■ **SUPPLIED RECORDS**:
--------------------
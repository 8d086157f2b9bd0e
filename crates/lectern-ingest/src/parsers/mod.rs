//! Document parsers for the text corpus.

mod markdown;
mod markup;
mod notebook;
mod office;
mod pdf;
mod tabular;
mod text;

pub use markdown::MarkdownParser;
pub use markup::{html_to_text, HtmlParser, XmlParser};
pub use notebook::NotebookParser;
pub use office::{DocxParser, EpubParser, PptxParser, XlsxParser};
pub use pdf::PdfParser;
pub use tabular::CsvParser;
pub use text::TextParser;

use crate::error::{IngestError, IngestResult};
use std::path::Path;

/// One addressable part of a document.
#[derive(Debug, Clone, PartialEq)]
pub struct Section {
    pub text: String,
    /// 1-based page (PDF) or slide (PPTX) number.
    pub page: Option<u32>,
}

/// Parsed document content.
#[derive(Debug, Clone)]
pub struct ParsedDocument {
    /// Text in reading order.
    pub sections: Vec<Section>,
    /// Document title (if extracted).
    pub title: Option<String>,
    /// Extracted metadata.
    pub metadata: serde_json::Value,
}

impl ParsedDocument {
    /// Create a document with a single unpaged section.
    pub fn new(content: impl Into<String>) -> Self {
        Self::from_sections(vec![Section {
            text: content.into(),
            page: None,
        }])
    }

    pub fn from_sections(sections: Vec<Section>) -> Self {
        Self {
            sections,
            title: None,
            metadata: serde_json::json!({}),
        }
    }

    /// Set the title.
    pub fn with_title(mut self, title: impl Into<String>) -> Self {
        self.title = Some(title.into());
        self
    }

    /// Set metadata.
    pub fn with_metadata(mut self, metadata: serde_json::Value) -> Self {
        self.metadata = metadata;
        self
    }

    /// All section text joined by blank lines.
    pub fn content(&self) -> String {
        self.sections
            .iter()
            .map(|s| s.text.as_str())
            .filter(|t| !t.trim().is_empty())
            .collect::<Vec<_>>()
            .join("\n\n")
    }

    pub fn is_empty(&self) -> bool {
        self.sections.iter().all(|s| s.text.trim().is_empty())
    }
}

/// Trait for document parsers.
pub trait DocumentParser: Send + Sync {
    /// Parse a file at the given path.
    fn parse(&self, path: &Path) -> IngestResult<ParsedDocument>;

    /// Get the supported file extensions.
    fn extensions(&self) -> &[&str];

    /// Check if this parser supports the given extension.
    fn supports(&self, extension: &str) -> bool {
        self.extensions()
            .iter()
            .any(|ext| ext.eq_ignore_ascii_case(extension))
    }
}

/// Every parser, most specific first.
pub fn parsers() -> Vec<Box<dyn DocumentParser>> {
    vec![
        Box::new(PdfParser::new()),
        Box::new(MarkdownParser::new()),
        Box::new(HtmlParser::new()),
        Box::new(XmlParser::new()),
        Box::new(DocxParser),
        Box::new(PptxParser),
        Box::new(XlsxParser),
        Box::new(EpubParser),
        Box::new(CsvParser::new()),
        Box::new(NotebookParser::new()),
        Box::new(TextParser::new()),
    ]
}

/// Get the parser for a file extension.
pub fn parser_for(extension: &str) -> Option<Box<dyn DocumentParser>> {
    parsers().into_iter().find(|p| p.supports(extension))
}

/// Parse a file based on its extension.
pub fn parse_file(path: &Path) -> IngestResult<ParsedDocument> {
    let extension = path
        .extension()
        .and_then(|e| e.to_str())
        .unwrap_or("");

    let parser = parser_for(extension)
        .ok_or_else(|| IngestError::UnsupportedFileType(extension.to_string()))?;
    parser.parse(path)
}

/// File stem, used as a fallback title.
pub(crate) fn stem_title(path: &Path) -> Option<String> {
    path.file_stem()
        .and_then(|s| s.to_str())
        .map(|s| s.to_string())
}

#[cfg(test)]
mod tests {
    use super::*;
    use lectern_core::TEXT_EXTENSIONS;

    #[test]
    fn test_every_text_extension_has_a_parser() {
        for ext in TEXT_EXTENSIONS {
            assert!(parser_for(ext).is_some(), "no parser for .{}", ext);
        }
        assert!(parser_for("pdf").is_some());
        assert!(parser_for("exe").is_none());
    }

    #[test]
    fn test_content_skips_blank_sections() {
        let doc = ParsedDocument::from_sections(vec![
            Section { text: "one".into(), page: Some(1) },
            Section { text: "  ".into(), page: Some(2) },
            Section { text: "three".into(), page: Some(3) },
        ]);
        assert_eq!(doc.content(), "one\n\nthree");
        assert!(!doc.is_empty());
        assert!(ParsedDocument::new(" \n").is_empty());
    }

    #[test]
    fn test_parse_file_unsupported() {
        let result = parse_file(Path::new("/tmp/tool.exe"));
        assert!(matches!(result, Err(IngestError::UnsupportedFileType(ext)) if ext == "exe"));
    }
}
--------------------
■ **EXERCISE DESCRIPTION**: Whichever lines of the data include the word "ParsedDocument", pull them out.

■ **TASK RESPONSE**:
pub struct ParsedDocument {
impl ParsedDocument {
    fn parse(&self, path: &Path) -> IngestResult<ParsedDocument>;
pub fn parse_file(path: &Path) -> IngestResult<ParsedDocument> {
        let doc = ParsedDocument::from_sections(vec![
        assert!(ParsedDocument::new(" \n").is_empty());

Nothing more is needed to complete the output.